O Jesus, our most holy Redeemer, by the love with which Thou didst become man in order to save us, by the mercy through which Thou didst die for us upon the cross, we entreat Thee to bless our home, our family, our household. Preserve us from all evil and from the snares of men; preserve us from lightning and hail and fire, from flood and from the rage of the elements; preserve us from Thy wrath, from all hatred and from the evil intentions of our enemies, from plague, famine, and war. Let not one of us die without the holy sacraments. Bless us, that we may always openly confess our faith which is to sanctify us, that we may never falter in our hope, even amid pain and affliction, that we may ever grow in love for Thee and in charity toward our neighbor. O Jesus, bless us, protect us.

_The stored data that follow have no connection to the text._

// SPDX-License-Identifier: BUSL-1.1
// Copyright (c) 2026 Alfred Jean LLC

//! User accounts

use crate::{StateStore, StoreError};
use aether_core::{Role, Uid, UserRecord};
use rusqlite::{params, OptionalExtension, Row};

fn row_to_user(row: &Row<'_>) -> Result<UserRecord, rusqlite::Error> {
    let role: String = row.get(4)?;
    Ok(UserRecord {
        uid: Uid::new(row.get::<_, String>(0)?),
        username: row.get(1)?,
        display_name: row.get(2)?,
        password_hash: row.get(3)?,
        role: Role::parse(&role).unwrap_or(Role::User),
        created_at_ms: row.get::<_, i64>(5)? as u64,
        last_login_ms: row.get::<_, Option<i64>>(6)?.map(|v| v as u64),
        mfa_secret: row.get(7)?,
        mfa_enabled: row.get::<_, i64>(8)? != 0,
    })
}

const USER_COLUMNS: &str = "uid, username, display_name, password_hash, role, created_at_ms, \
     last_login_ms, mfa_secret, mfa_enabled";

impl StateStore {
    /// Insert a new user. Duplicate usernames surface as `Conflict`.
    pub fn insert_user(&self, user: &UserRecord) -> Result<(), StoreError> {
        let result = self.conn().execute(
            r#"
            INSERT INTO users (uid, username, display_name, password_hash, role,
                               created_at_ms, last_login_ms, mfa_secret, mfa_enabled)
            VALUES (?1, ?2, ?3, ?4, ?5, ?6, ?7, ?8, ?9)
            "#,
            params![
                user.uid.as_str(),
                user.username,
                user.display_name,
                user.password_hash,
                user.role.as_str(),
                user.created_at_ms as i64,
                user.last_login_ms.map(|v| v as i64),
                user.mfa_secret,
                user.mfa_enabled as i64,
            ],
        );

        match result {
            Ok(_) => Ok(()),
            Err(rusqlite::Error::SqliteFailure(e, _))
                if e.code == rusqlite::ErrorCode::ConstraintViolation =>
            {
                Err(StoreError::conflict(format!(
                    "username '{}' already exists",
                    user.username
                )))
            }
            Err(e) => Err(e.into()),
        }
    }

    pub fn get_user(&self, uid: &Uid) -> Result<Option<UserRecord>, StoreError> {
        let conn = self.conn();
        let result = conn
            .query_row(
                &format!("SELECT {USER_COLUMNS} FROM users WHERE uid = ?1"),
                params![uid.as_str()],
                |row| row_to_user(row),
            )
            .optional()?;
        Ok(result)
    }

    pub fn get_user_by_username(&self, username: &str) -> Result<Option<UserRecord>, StoreError> {
        let conn = self.conn();
        let result = conn
            .query_row(
                &format!("SELECT {USER_COLUMNS} FROM users WHERE username = ?1"),
                params![username],
                |row| row_to_user(row),
            )
            .optional()?;
        Ok(result)
    }

    pub fn list_users(&self) -> Result<Vec<UserRecord>, StoreError> {
        let conn = self.conn();
        let mut stmt =
            conn.prepare(&format!("SELECT {USER_COLUMNS} FROM users ORDER BY created_at_ms"))?;
        let rows = stmt.query_map([], |row| row_to_user(row))?;
        let mut out = Vec::new();
        for row in rows {
            out.push(row?);
        }
        Ok(out)
    }

    pub fn user_count(&self) -> Result<usize, StoreError> {
        let count: i64 = self
            .conn()
            .query_row("SELECT COUNT(*) FROM users", [], |row| row.get(0))?;
        Ok(count as usize)
    }

    pub fn set_last_login(&self, uid: &Uid, at_ms: u64) -> Result<(), StoreError> {
        self.conn().execute(
            "UPDATE users SET last_login_ms = ?2 WHERE uid = ?1",
            params![uid.as_str(), at_ms as i64],
        )?;
        Ok(())
    }

    pub fn set_mfa(&self, uid: &Uid, secret: Option<&str>, enabled: bool) -> Result<(), StoreError> {
        self.conn().execute(
            "UPDATE users SET mfa_secret = ?2, mfa_enabled = ?3 WHERE uid = ?1",
            params![uid.as_str(), secret, enabled as i64],
        )?;
        Ok(())
    }

    pub fn delete_user(&self, uid: &Uid) -> Result<bool, StoreError> {
        let removed = self
            .conn()
            .execute("DELETE FROM users WHERE uid = ?1", params![uid.as_str()])?;
        Ok(removed > 0)
    }
}
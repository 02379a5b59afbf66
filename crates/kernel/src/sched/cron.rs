// SPDX-License-Identifier: BUSL-1.1
// Copyright (c) 2026 Alfred Jean LLC

//! Wall-clock cron driver

use super::AgentSpawner;
use crate::bus::EventBus;
use crate::config::CronConfig;
use aether_core::{Clock, CronSchedule, Event};
use aether_store::StateStore;
use std::sync::Arc;
use tokio_util::sync::CancellationToken;
use tracing::{info, warn};

pub struct CronDriver<C: Clock> {
    store: Arc<StateStore>,
    bus: EventBus,
    spawner: Arc<dyn AgentSpawner>,
    clock: C,
    config: CronConfig,
}

impl<C: Clock> CronDriver<C> {
    pub fn new(
        store: Arc<StateStore>,
        bus: EventBus,
        spawner: Arc<dyn AgentSpawner>,
        clock: C,
        config: CronConfig,
    ) -> Self {
        Self {
            store,
            bus,
            spawner,
            clock,
            config,
        }
    }

    /// One poll: spawn everything due, reschedule what fired.
    ///
    /// A failed spawn leaves the row untouched so the job stays due on
    /// the next tick.
    pub fn tick(&self) {
        let now = self.clock.epoch_ms();
        let due = match self.store.due_cron_jobs(now) {
            Ok(jobs) => jobs,
            Err(e) => {
                warn!(error = %e, "cron poll failed");
                return;
            }
        };

        for job in due {
            let next = CronSchedule::parse(&job.cron_expression)
                .ok()
                .and_then(|schedule| schedule.next_after(now));

            let Some(next) = next else {
                // An unparsable or dead-ended expression can never fire
                // again; disable rather than re-polling it forever.
                warn!(id = %job.id, expr = %job.cron_expression, "disabling cron job with bad expression");
                let _ = self.store.set_cron_enabled(&job.id, false);
                continue;
            };

            match self.spawner.spawn_agent(&job.owner_uid, &job.agent_config) {
                Ok(process) => {
                    info!(id = %job.id, name = %job.name, pid = %process.pid, "cron fired");
                    if let Err(e) = self.store.mark_cron_run(&job.id, now, next) {
                        warn!(id = %job.id, error = %e, "cron bookkeeping failed");
                    }
                    self.bus.emit(Event::CronFired {
                        id: job.id.clone(),
                        pid: process.pid,
                    });
                }
                Err(e) => {
                    warn!(id = %job.id, error = %e, "cron spawn failed, job stays due");
                }
            }
        }
    }

    pub fn spawn(self, cancel: CancellationToken) -> tokio::task::JoinHandle<()> {
        tokio::spawn(async move {
            let mut tick = tokio::time::interval(self.config.poll_interval);
            tick.set_missed_tick_behavior(tokio::time::MissedTickBehavior::Delay);
            loop {
                tokio::select! {
                    _ = cancel.cancelled() => break,
                    _ = tick.tick() => self.tick(),
                }
            }
        })
    }
}

#[cfg(test)]
#[path = "cron_tests.rs"]
mod tests;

O Mary, Mother of grace and mercy, bless us, protect us against the evil spirit; lead us by the hand through this vale of tears; reconcile us with thy divine Son; commend us to Him, that we may be made worthy of His promises.

Saint Joseph, reputed father of Our Saviour, guardian of His most holy Mother, head of the holy family, intercede for us, bless and protect our home always.

Saint Michael, defend us against all the wicked wiles of hell.

Saint Gabriel, obtain for us that we may understand the holy will of God.

Saint Raphael, preserve us from ill-health and all danger to life.

Holy guardian angels, keep us day and night in the way to salvation.

Holy patrons, pray for us before the throne of God.

Bless this house, Thou, God our Father, Who didst create us; Thou, divine Son, Who didst suffer for us on the cross; thou, Holy Spirit, Who didst sanctify us in Baptism. May God, in His three divine Persons, preserve our body, purify our soul, direct our heart, and lead us to life everlasting.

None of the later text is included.